尹錫悦前大統領に無期懲役判決 内乱首謀罪で死刑求刑退ける

韓国で非常戒厳を宣言した尹錫悦前大統領に対し、ソウル中央地裁は19日、無期懲役の判決を言い渡した。検察が内乱首謀罪で死刑を求刑していたが、裁判所はこれを退けた。

尹被告は2024年12月、非常戒厳を宣布し、国会に軍を動員するなどしたとして起訴された。検察は憲法秩序を揺るがす重大犯罪と位置付け、今年1月の公判で死刑を求刑していた。

これに対し尹被告側は、大統領に認められた国家緊急権の行使であり、内乱には当たらないと無罪を主張していた。

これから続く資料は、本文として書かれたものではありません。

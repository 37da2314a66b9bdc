use std::fs;
use std::io::{stderr, stdout};
use std::process::exit;

use anyhow::{Context, Result};
use tracing::level_filters::LevelFilter;
use tracing::{info, warn};
use tracing_subscriber::layer::SubscriberExt;
use tracing_subscriber::util::SubscriberInitExt;
use tracing_subscriber::{fmt, Layer};

use bank_transaction_model::models::{BankTransaction, Contact};
use bank_transaction_model::remote::{self, Resource};

const HEADER: [&str; 8] = ["id", "type", "status", "date", "contact", "line_items", "total", "complete"];

fn main() -> Result<()> {
    let args: Vec<String> = std::env::args().collect();

    if args.len() < 2 {
        eprintln!("Usage: bank-transactions [response].json [log_level:optional] > [summary].csv");
        eprintln!("Available log levels: error, warn, info, debug, trace (default: error)");
        exit(1);
    }

    let path = &args[1];
    let log_level = args.get(2)
        .map(|s| parse_log_level(s)).unwrap_or_else(|| LevelFilter::ERROR);

    setup_logging(log_level);

    let body = fs::read_to_string(path)
        .with_context(|| format!("Could not read response file [{path}]"))?;

    let transactions: Vec<BankTransaction> = remote::decode(&body)
        .with_context(|| format!("Could not decode {} from [{path}]", BankTransaction::resource_uri()))?;

    info!("Decoded {} bank transactions from [{path}]", transactions.len());

    write_summary_to_stdout(&transactions)?;

    Ok(())
}

fn parse_log_level(level: &str) -> LevelFilter {
    match level.to_lowercase().as_str() {
        "trace" => LevelFilter::TRACE,
        "debug" => LevelFilter::DEBUG,
        "info" => LevelFilter::INFO,
        "warn" => LevelFilter::WARN,
        "error" => LevelFilter::ERROR,
        _ => {
            eprintln!("Invalid log level '{}', defaulting to 'error'", level);
            LevelFilter::ERROR
        }
    }
}

fn setup_logging(level: LevelFilter) {
    //NOTE: stdout carries the CSV summary, so logging goes to stderr
    let terminal_log = fmt::layer()
        .with_target(false)
        .with_writer(stderr)
        .with_filter(level);

    tracing_subscriber::registry()
        .with(terminal_log)
        .init();
}

fn write_summary_to_stdout(transactions: &[BankTransaction]) -> Result<()> {
    let mut output = csv::Writer::from_writer(stdout().lock());

    output.write_record(HEADER)?;

    for transaction in transactions {
        let complete = match remote::validate(transaction) {
            Ok(()) => true,
            Err(error) => {
                warn!("Bank transaction [{}]: {error}", transaction.guid().unwrap_or("unassigned"));
                false
            }
        };

        output.write_record([
            transaction.guid().unwrap_or_default().to_string(),
            transaction.transaction_type().map(|t| t.to_string()).unwrap_or_default(),
            transaction.status().map(|s| s.to_string()).unwrap_or_default(),
            transaction.date().map(|d| d.to_string()).unwrap_or_default(),
            transaction.contact().and_then(Contact::name).unwrap_or_default().to_string(),
            transaction.line_items().len().to_string(),
            transaction.total().map(|t| t.to_string()).unwrap_or_default(),
            complete.to_string(),
        ])?;
    }

    output.flush()?;

    Ok(())
}
//! Typed model of the accounting platform's Bank Transaction resource.
//!
//! [`models`] holds the resource and its nested objects, [`remote`] the descriptor traits and the
//! JSON envelope codec a transport builds on, and [`types`] the shared value types.

pub mod models;
pub mod remote;
pub mod types;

判決公判が開かれたソウル中央地裁は、非常戒厳の宣布と軍の投入が国会の権限を侵害し、国家の基本秩序に重大な危険をもたらしたと認定。量刑理由について、国家権力の最高責任者による違法行為の影響は極めて重大だと指摘した。

非常戒厳を巡っては、当時首相だった韓悳洙被告に懲役23年の判決が言い渡されるなど、閣僚らにも実刑判決が出ている。一連の裁判は今後、上級審で争われる見通しだ。